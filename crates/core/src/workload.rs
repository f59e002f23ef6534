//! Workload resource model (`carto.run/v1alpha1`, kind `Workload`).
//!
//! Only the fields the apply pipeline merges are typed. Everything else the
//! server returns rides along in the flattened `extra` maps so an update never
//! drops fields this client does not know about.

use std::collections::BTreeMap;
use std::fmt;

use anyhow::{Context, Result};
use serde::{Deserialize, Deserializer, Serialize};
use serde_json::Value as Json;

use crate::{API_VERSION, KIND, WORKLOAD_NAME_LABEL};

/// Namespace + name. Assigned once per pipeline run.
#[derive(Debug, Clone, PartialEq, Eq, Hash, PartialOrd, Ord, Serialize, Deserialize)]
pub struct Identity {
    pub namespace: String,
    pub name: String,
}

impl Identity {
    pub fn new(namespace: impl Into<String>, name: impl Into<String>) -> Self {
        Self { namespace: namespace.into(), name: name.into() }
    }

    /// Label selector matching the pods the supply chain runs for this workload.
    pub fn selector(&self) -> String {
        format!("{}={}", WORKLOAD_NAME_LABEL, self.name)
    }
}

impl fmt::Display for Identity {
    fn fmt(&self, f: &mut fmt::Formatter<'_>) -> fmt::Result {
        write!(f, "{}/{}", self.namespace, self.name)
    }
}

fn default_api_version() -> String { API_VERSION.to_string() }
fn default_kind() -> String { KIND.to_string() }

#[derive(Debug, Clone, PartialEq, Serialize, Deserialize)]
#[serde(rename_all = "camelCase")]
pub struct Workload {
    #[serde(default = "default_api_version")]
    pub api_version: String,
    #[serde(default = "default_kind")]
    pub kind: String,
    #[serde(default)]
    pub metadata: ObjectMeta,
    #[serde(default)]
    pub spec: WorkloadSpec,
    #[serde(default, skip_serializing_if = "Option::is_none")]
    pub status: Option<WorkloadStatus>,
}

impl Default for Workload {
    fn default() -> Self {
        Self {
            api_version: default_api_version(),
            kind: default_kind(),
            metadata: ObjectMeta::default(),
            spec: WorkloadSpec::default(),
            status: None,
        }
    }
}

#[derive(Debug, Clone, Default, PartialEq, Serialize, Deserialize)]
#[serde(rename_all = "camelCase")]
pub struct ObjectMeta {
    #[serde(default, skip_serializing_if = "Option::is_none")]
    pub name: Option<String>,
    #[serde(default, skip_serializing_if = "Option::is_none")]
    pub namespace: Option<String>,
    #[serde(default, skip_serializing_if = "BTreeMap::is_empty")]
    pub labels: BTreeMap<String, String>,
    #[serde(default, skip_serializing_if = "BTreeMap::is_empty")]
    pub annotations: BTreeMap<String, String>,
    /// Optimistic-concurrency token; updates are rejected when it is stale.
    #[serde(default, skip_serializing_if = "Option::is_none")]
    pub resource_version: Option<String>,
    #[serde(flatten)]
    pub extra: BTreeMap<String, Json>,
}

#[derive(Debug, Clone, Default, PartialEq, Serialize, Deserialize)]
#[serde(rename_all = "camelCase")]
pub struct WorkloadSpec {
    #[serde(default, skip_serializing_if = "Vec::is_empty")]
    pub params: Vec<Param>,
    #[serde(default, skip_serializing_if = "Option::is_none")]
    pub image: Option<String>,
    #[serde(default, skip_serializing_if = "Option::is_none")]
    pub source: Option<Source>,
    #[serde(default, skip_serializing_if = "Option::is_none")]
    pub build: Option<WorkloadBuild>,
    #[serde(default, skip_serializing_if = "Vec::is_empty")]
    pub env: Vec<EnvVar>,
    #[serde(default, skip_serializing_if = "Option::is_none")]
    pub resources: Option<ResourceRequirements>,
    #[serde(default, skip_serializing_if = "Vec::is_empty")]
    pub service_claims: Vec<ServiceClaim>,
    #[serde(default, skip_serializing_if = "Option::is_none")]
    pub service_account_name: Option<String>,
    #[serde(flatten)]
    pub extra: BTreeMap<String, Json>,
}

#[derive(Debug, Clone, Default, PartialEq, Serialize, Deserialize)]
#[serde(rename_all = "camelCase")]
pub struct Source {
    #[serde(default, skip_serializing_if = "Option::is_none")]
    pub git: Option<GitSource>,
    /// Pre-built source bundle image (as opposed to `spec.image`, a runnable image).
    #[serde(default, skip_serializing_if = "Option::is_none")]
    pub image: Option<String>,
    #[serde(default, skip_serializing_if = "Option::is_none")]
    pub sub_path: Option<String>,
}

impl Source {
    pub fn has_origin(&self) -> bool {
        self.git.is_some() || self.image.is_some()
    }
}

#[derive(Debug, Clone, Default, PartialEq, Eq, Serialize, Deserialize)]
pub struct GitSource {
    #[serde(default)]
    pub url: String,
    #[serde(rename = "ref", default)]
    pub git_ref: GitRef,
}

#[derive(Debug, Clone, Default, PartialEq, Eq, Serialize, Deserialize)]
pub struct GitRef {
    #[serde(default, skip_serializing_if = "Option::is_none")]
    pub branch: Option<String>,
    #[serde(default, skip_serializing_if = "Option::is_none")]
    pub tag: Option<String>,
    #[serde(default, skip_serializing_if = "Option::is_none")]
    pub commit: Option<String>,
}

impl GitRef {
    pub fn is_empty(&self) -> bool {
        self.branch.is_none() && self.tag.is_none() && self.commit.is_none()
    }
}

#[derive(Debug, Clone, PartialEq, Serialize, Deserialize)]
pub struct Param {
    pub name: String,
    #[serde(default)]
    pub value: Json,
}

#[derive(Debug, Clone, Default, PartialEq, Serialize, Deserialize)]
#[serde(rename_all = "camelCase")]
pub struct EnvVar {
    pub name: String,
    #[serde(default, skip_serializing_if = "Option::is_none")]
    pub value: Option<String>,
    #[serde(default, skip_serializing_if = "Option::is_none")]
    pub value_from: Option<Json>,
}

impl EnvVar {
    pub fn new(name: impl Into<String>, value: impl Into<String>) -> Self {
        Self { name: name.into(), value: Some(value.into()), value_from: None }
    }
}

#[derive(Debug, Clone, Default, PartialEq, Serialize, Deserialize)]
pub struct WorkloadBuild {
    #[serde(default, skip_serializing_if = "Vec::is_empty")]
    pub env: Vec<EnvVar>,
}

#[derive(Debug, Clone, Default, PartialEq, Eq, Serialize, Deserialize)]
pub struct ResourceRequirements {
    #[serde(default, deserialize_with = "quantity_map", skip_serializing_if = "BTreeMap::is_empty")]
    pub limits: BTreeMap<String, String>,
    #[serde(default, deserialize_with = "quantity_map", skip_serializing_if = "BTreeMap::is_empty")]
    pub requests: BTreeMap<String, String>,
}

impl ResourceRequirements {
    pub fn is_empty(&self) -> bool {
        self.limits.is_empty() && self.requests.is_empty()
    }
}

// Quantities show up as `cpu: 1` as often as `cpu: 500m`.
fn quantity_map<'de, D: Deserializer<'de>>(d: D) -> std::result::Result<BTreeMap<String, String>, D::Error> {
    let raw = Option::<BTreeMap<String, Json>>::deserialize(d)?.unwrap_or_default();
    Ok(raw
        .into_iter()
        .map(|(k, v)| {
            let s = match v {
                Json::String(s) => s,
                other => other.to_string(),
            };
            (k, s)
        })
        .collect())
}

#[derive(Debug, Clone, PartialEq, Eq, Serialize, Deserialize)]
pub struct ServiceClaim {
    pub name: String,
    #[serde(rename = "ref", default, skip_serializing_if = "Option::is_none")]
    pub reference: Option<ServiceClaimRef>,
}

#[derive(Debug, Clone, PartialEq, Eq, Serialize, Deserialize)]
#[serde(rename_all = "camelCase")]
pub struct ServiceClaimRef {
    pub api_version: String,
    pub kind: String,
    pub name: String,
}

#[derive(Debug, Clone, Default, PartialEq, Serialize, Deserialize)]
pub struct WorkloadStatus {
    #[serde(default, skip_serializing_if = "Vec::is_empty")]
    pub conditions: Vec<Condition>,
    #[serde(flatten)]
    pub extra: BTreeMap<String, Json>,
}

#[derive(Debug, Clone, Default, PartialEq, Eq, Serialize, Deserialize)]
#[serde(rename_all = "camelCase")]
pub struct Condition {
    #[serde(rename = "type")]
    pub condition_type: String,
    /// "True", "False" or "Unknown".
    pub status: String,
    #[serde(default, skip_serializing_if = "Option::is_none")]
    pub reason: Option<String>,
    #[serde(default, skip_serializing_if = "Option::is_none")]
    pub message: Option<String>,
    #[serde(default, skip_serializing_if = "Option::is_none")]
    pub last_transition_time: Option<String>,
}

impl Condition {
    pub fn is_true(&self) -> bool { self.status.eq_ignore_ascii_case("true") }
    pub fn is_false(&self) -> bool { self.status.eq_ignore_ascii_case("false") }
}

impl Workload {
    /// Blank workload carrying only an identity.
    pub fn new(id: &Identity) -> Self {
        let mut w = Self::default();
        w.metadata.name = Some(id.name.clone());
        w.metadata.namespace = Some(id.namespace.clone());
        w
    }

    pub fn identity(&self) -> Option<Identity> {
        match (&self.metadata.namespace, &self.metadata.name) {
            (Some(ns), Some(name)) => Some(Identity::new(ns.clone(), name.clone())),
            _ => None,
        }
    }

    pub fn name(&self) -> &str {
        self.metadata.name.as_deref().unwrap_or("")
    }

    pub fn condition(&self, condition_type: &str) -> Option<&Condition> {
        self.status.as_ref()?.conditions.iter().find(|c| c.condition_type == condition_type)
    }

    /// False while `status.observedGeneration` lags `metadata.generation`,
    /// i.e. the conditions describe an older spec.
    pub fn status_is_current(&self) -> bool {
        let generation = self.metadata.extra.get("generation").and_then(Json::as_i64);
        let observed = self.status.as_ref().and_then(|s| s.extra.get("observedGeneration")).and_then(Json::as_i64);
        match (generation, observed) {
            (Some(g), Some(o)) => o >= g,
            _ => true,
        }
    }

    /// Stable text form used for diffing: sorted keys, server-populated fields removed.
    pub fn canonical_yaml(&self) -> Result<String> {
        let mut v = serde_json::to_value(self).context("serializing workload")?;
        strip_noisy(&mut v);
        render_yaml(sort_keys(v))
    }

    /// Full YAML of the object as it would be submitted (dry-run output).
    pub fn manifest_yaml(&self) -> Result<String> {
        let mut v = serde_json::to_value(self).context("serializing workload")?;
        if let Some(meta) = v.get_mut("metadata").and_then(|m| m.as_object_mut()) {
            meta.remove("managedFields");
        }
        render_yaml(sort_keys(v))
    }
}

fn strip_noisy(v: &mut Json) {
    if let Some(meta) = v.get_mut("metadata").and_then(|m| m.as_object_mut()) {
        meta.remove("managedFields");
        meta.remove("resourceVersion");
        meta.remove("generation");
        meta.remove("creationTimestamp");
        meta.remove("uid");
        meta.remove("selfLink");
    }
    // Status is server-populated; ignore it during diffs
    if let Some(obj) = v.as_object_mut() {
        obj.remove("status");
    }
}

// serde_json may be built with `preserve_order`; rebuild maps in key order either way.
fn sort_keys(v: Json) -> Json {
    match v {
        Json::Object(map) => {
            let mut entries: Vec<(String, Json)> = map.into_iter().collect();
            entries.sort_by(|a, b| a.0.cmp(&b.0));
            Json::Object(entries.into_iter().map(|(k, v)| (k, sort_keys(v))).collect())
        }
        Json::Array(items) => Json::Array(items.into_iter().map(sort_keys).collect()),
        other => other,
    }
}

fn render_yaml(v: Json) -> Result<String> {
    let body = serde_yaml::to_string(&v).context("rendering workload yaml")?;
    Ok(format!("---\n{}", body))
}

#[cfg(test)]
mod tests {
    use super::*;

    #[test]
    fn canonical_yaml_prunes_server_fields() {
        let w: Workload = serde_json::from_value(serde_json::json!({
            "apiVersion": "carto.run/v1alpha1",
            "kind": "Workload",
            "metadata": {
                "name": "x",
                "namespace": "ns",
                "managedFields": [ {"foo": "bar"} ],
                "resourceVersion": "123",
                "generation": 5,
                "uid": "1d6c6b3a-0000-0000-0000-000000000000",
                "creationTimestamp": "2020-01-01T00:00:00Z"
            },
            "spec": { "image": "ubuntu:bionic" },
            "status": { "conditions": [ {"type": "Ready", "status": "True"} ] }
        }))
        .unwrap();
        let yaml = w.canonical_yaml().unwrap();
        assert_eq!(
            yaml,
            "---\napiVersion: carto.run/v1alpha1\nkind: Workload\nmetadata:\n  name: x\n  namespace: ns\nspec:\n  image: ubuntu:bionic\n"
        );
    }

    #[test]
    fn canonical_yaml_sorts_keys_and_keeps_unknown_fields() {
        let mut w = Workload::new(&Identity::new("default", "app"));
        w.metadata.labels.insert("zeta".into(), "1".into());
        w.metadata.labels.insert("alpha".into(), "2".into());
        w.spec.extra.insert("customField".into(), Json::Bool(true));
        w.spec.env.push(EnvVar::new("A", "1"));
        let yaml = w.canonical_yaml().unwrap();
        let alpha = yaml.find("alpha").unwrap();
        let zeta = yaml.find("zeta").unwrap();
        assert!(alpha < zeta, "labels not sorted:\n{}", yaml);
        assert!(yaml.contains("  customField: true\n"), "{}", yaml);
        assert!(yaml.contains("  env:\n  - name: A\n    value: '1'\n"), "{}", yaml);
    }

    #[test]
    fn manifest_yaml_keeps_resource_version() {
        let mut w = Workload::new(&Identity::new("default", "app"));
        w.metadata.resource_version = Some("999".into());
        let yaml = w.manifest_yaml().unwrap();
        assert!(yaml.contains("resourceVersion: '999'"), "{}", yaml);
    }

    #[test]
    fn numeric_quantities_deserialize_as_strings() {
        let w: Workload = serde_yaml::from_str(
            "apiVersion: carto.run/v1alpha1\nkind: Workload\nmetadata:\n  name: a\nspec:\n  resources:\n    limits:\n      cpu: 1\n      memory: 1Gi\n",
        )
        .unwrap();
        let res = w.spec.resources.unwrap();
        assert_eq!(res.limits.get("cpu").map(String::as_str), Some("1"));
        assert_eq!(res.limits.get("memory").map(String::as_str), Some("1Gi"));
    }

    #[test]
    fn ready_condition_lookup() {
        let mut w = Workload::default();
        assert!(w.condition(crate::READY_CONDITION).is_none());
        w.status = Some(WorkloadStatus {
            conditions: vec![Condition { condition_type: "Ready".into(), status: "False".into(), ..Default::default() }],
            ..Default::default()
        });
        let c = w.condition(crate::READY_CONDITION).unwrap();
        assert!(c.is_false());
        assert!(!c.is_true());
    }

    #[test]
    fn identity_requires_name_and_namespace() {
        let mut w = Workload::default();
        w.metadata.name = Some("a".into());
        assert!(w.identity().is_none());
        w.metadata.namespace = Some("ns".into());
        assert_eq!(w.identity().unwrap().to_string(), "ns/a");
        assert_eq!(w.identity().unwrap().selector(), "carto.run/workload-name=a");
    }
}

──────

Exercise brief:
Go through the data and return each line where the word "requests" appears.

Output:
    pub requests: BTreeMap<String, String>,
        self.limits.is_empty() && self.requests.is_empty()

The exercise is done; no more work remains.